→ Exercise
The answer must restate every entry exactly as it appears.

Recorded data:

=-=-=-=-=

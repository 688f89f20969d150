//! The remote-origin pending-change queue.
//!
//! Updates received from the replication channel may touch related DNs in
//! ways that constrain replay order (a child cannot be added before its
//! parent). This queue buffers inbound updates, records a dependency edge
//! for every such constraint, releases dependency-free updates for replay,
//! and advances the shared server state only over a contiguous prefix of
//! committed changes, so a persisted state never claims to have seen a
//! change whose causal prerequisites were skipped. One queue is
//! instantiated per replication domain.

use std::collections::{BTreeMap, BTreeSet};
use std::sync::{Arc, Mutex};

use ferrodir_proto::{UpdateKind, UpdateMsg};
use ferrodir_types::{ChangeNumber, ServerState};

#[derive(Debug)]
struct RemotePendingChange {
    msg: UpdateMsg,
    committed: bool,
    dependencies: BTreeSet<ChangeNumber>,
}

#[derive(Debug, Default)]
struct Inner {
    queue: BTreeMap<ChangeNumber, RemotePendingChange>,
    /// Changes whose replay was aborted because of an unresolved
    /// dependency, ordered by change number.
    dependent: BTreeSet<ChangeNumber>,
}

/// The remote pending-change queue of one replication domain.
///
/// Every state-changing method takes the queue's single lock; queues of
/// different domains never share a lock.
pub struct RemotePendingChanges {
    server_state: Arc<Mutex<ServerState>>,
    inner: Mutex<Inner>,
}

impl std::fmt::Debug for RemotePendingChanges {
    fn fmt(&self, f: &mut std::fmt::Formatter<'_>) -> std::fmt::Result {
        f.debug_struct("RemotePendingChanges").finish_non_exhaustive()
    }
}

impl RemotePendingChanges {
    /// Creates the queue, advancing `server_state` as changes commit.
    pub fn new(server_state: Arc<Mutex<ServerState>>) -> Self {
        Self {
            server_state,
            inner: Mutex::new(Inner::default()),
        }
    }

    /// Number of changes currently buffered.
    pub fn queue_size(&self) -> usize {
        self.inner.lock().unwrap().queue.len()
    }

    /// Buffers an update received from the replication channel.
    pub fn put_remote_update(&self, msg: UpdateMsg) {
        let mut inner = self.inner.lock().unwrap();
        inner.queue.insert(
            msg.change_number,
            RemotePendingChange {
                msg,
                committed: false,
                dependencies: BTreeSet::new(),
            },
        );
    }

    /// Marks a change as committed and advances the server state over the
    /// contiguous committed prefix of the queue.
    ///
    /// Panics if `change_number` is not pending: committing an unknown
    /// change number is a programming error.
    pub fn commit(&self, change_number: ChangeNumber) {
        let mut inner = self.inner.lock().unwrap();
        let change = inner
            .queue
            .get_mut(&change_number)
            .unwrap_or_else(|| panic!("commit of unknown change number {change_number}"));
        change.committed = true;

        loop {
            let Some((&head, change)) = inner.queue.first_key_value() else {
                break;
            };
            if !change.committed {
                break;
            }
            self.server_state.lock().unwrap().update(head);
            inner.queue.remove(&head);
        }
    }

    /// Checks whether the queued change `change_number` must wait on older
    /// queued changes before it can be replayed, recording a dependency edge
    /// for every constraint found. Returns true if the change has
    /// dependencies and must be deferred.
    ///
    /// The constraints, per update kind:
    /// - **Add** waits on an older delete of the same DN, an older add of an
    ///   ancestor DN, and an older rename of the same DN or whose new DN is
    ///   an ancestor of the added DN;
    /// - **Modify** waits on an older add of the same DN;
    /// - **Delete** waits on an older delete of a descendant DN, an older
    ///   add of the same DN, and an older rename touching a descendant DN or
    ///   renaming into the deleted subtree;
    /// - **ModifyDn** waits on an older delete of its new DN, an older add
    ///   of its new parent or of the renamed DN, and an older rename whose
    ///   target is its new DN.
    ///
    /// Returns false for a change that is no longer queued.
    pub fn check_dependencies(&self, change_number: ChangeNumber) -> bool {
        let mut inner = self.inner.lock().unwrap();
        let Some(change) = inner.queue.get(&change_number) else {
            return false;
        };
        let msg = change.msg.clone();
        let target_dn = msg.dn.clone();

        let mut dependencies = BTreeSet::new();
        // Only strictly older entries can be depended on; the range ends at
        // the first newer change so a long queue is never fully scanned.
        for (&older_cn, older) in inner.queue.range(..change_number) {
            let pending = &older.msg;
            let depends = match msg.kind() {
                UpdateKind::Add => match pending.kind() {
                    UpdateKind::Delete => pending.dn == target_dn,
                    UpdateKind::Add => pending.dn.is_ancestor_of(&target_dn),
                    UpdateKind::ModifyDn => {
                        pending.dn == target_dn || pending.new_dn_is_ancestor_of(&target_dn)
                    }
                    UpdateKind::Modify => false,
                },
                UpdateKind::Modify => match pending.kind() {
                    UpdateKind::Add => pending.dn == target_dn,
                    _ => false,
                },
                UpdateKind::Delete => match pending.kind() {
                    UpdateKind::Delete => pending.dn.is_descendant_of(&target_dn),
                    UpdateKind::Add => pending.dn == target_dn,
                    UpdateKind::ModifyDn => {
                        pending.dn.is_descendant_of(&target_dn)
                            || pending.new_dn_is_ancestor_of(&target_dn)
                    }
                    UpdateKind::Modify => false,
                },
                UpdateKind::ModifyDn => match pending.kind() {
                    UpdateKind::Delete => msg.new_dn_is(&pending.dn),
                    UpdateKind::Add => {
                        msg.new_parent_is(&pending.dn) || pending.dn == target_dn
                    }
                    UpdateKind::ModifyDn => msg.new_dn_is(&pending.dn),
                    UpdateKind::Modify => false,
                },
            };
            if depends {
                dependencies.insert(older_cn);
            }
        }

        if dependencies.is_empty() {
            return false;
        }
        tracing::debug!(
            csn = %change_number,
            dn = %target_dn,
            count = dependencies.len(),
            "deferring remote update with unresolved dependencies"
        );
        let change = inner.queue.get_mut(&change_number).unwrap();
        change.dependencies.extend(dependencies);
        inner.dependent.insert(change_number);
        true
    }

    /// Releases the first deferred update whose dependencies are all covered
    /// by the current server state, if any.
    pub fn get_next_update(&self) -> Option<UpdateMsg> {
        let mut inner = self.inner.lock().unwrap();
        let state = self.server_state.lock().unwrap().clone();
        let release = inner.dependent.iter().copied().find(|cn| {
            inner
                .queue
                .get(cn)
                .is_some_and(|change| change.dependencies.iter().all(|dep| state.cover(*dep)))
        })?;
        inner.dependent.remove(&release);
        inner.queue.get(&release).map(|change| change.msg.clone())
    }
}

=-=-=-=-=

→ Output below
repository 688f89f20969d150
//! The remote-origin pending-change queue.
//!
//! Updates received from the replication channel may touch related DNs in
//! ways that constrain replay order (a child cannot be added before its
//! parent). This queue buffers inbound updates, records a dependency edge
//! for every such constraint, releases dependency-free updates for replay,
//! and advances the shared server state only over a contiguous prefix of
//! committed changes, so a persisted state never claims to have seen a
//! change whose causal prerequisites were skipped. One queue is
//! instantiated per replication domain.

use std::collections::{BTreeMap, BTreeSet};
use std::sync::{Arc, Mutex};

use ferrodir_proto::{UpdateKind, UpdateMsg};
use ferrodir_types::{ChangeNumber, ServerState};

#[derive(Debug)]
struct RemotePendingChange {
    msg: UpdateMsg,
    committed: bool,
    dependencies: BTreeSet<ChangeNumber>,
}

#[derive(Debug, Default)]
struct Inner {
    queue: BTreeMap<ChangeNumber, RemotePendingChange>,
    /// Changes whose replay was aborted because of an unresolved
    /// dependency, ordered by change number.
    dependent: BTreeSet<ChangeNumber>,
}

/// The remote pending-change queue of one replication domain.
///
/// Every state-changing method takes the queue's single lock; queues of
/// different domains never share a lock.
pub struct RemotePendingChanges {
    server_state: Arc<Mutex<ServerState>>,
    inner: Mutex<Inner>,
}

impl std::fmt::Debug for RemotePendingChanges {
    fn fmt(&self, f: &mut std::fmt::Formatter<'_>) -> std::fmt::Result {
        f.debug_struct("RemotePendingChanges").finish_non_exhaustive()
    }
}

impl RemotePendingChanges {
    /// Creates the queue, advancing `server_state` as changes commit.
    pub fn new(server_state: Arc<Mutex<ServerState>>) -> Self {
        Self {
            server_state,
            inner: Mutex::new(Inner::default()),
        }
    }

    /// Number of changes currently buffered.
    pub fn queue_size(&self) -> usize {
        self.inner.lock().unwrap().queue.len()
    }

    /// Buffers an update received from the replication channel.
    pub fn put_remote_update(&self, msg: UpdateMsg) {
        let mut inner = self.inner.lock().unwrap();
        inner.queue.insert(
            msg.change_number,
            RemotePendingChange {
                msg,
                committed: false,
                dependencies: BTreeSet::new(),
            },
        );
    }

    /// Marks a change as committed and advances the server state over the
    /// contiguous committed prefix of the queue.
    ///
    /// Panics if `change_number` is not pending: committing an unknown
    /// change number is a programming error.
    pub fn commit(&self, change_number: ChangeNumber) {
        let mut inner = self.inner.lock().unwrap();
        let change = inner
            .queue
            .get_mut(&change_number)
            .unwrap_or_else(|| panic!("commit of unknown change number {change_number}"));
        change.committed = true;

        loop {
            let Some((&head, change)) = inner.queue.first_key_value() else {
                break;
            };
            if !change.committed {
                break;
            }
            self.server_state.lock().unwrap().update(head);
            inner.queue.remove(&head);
        }
    }

    /// Checks whether the queued change `change_number` must wait on older
    /// queued changes before it can be replayed, recording a dependency edge
    /// for every constraint found. Returns true if the change has
    /// dependencies and must be deferred.
    ///
    /// The constraints, per update kind:
    /// - **Add** waits on an older delete of the same DN, an older add of an
    ///   ancestor DN, and an older rename of the same DN or whose new DN is
    ///   an ancestor of the added DN;
    /// - **Modify** waits on an older add of the same DN;
    /// - **Delete** waits on an older delete of a descendant DN, an older
    ///   add of the same DN, and an older rename touching a descendant DN or
    ///   renaming into the deleted subtree;
    /// - **ModifyDn** waits on an older delete of its new DN, an older add
    ///   of its new parent or of the renamed DN, and an older rename whose
    ///   target is its new DN.
    ///
    /// Returns false for a change that is no longer queued.
    pub fn check_dependencies(&self, change_number: ChangeNumber) -> bool {
        let mut inner = self.inner.lock().unwrap();
        let Some(change) = inner.queue.get(&change_number) else {
            return false;
        };
        let msg = change.msg.clone();
        let target_dn = msg.dn.clone();

        let mut dependencies = BTreeSet::new();
        // Only strictly older entries can be depended on; the range ends at
        // the first newer change so a long queue is never fully scanned.
        for (&older_cn, older) in inner.queue.range(..change_number) {
            let pending = &older.msg;
            let depends = match msg.kind() {
                UpdateKind::Add => match pending.kind() {
                    UpdateKind::Delete => pending.dn == target_dn,
                    UpdateKind::Add => pending.dn.is_ancestor_of(&target_dn),
                    UpdateKind::ModifyDn => {
                        pending.dn == target_dn || pending.new_dn_is_ancestor_of(&target_dn)
                    }
                    UpdateKind::Modify => false,
                },
                UpdateKind::Modify => match pending.kind() {
                    UpdateKind::Add => pending.dn == target_dn,
                    _ => false,
                },
                UpdateKind::Delete => match pending.kind() {
                    UpdateKind::Delete => pending.dn.is_descendant_of(&target_dn),
                    UpdateKind::Add => pending.dn == target_dn,
                    UpdateKind::ModifyDn => {
                        pending.dn.is_descendant_of(&target_dn)
                            || pending.new_dn_is_ancestor_of(&target_dn)
                    }
                    UpdateKind::Modify => false,
                },
                UpdateKind::ModifyDn => match pending.kind() {
                    UpdateKind::Delete => msg.new_dn_is(&pending.dn),
                    UpdateKind::Add => {
                        msg.new_parent_is(&pending.dn) || pending.dn == target_dn
                    }
                    UpdateKind::ModifyDn => msg.new_dn_is(&pending.dn),
                    UpdateKind::Modify => false,
                },
            };
            if depends {
                dependencies.insert(older_cn);
            }
        }

        if dependencies.is_empty() {
            return false;
        }
        tracing::debug!(
            csn = %change_number,
            dn = %target_dn,
            count = dependencies.len(),
            "deferring remote update with unresolved dependencies"
        );
        let change = inner.queue.get_mut(&change_number).unwrap();
        change.dependencies.extend(dependencies);
        inner.dependent.insert(change_number);
        true
    }

    /// Releases the first deferred update whose dependencies are all covered
    /// by the current server state, if any.
    pub fn get_next_update(&self) -> Option<UpdateMsg> {
        let mut inner = self.inner.lock().unwrap();
        let state = self.server_state.lock().unwrap().clone();
        let release = inner.dependent.iter().copied().find(|cn| {
            inner
                .queue
                .get(cn)
                .is_some_and(|change| change.dependencies.iter().all(|dep| state.cover(*dep)))
        })?;
        inner.dependent.remove(&release);
        inner.queue.get(&release).map(|change| change.msg.clone())
    }
}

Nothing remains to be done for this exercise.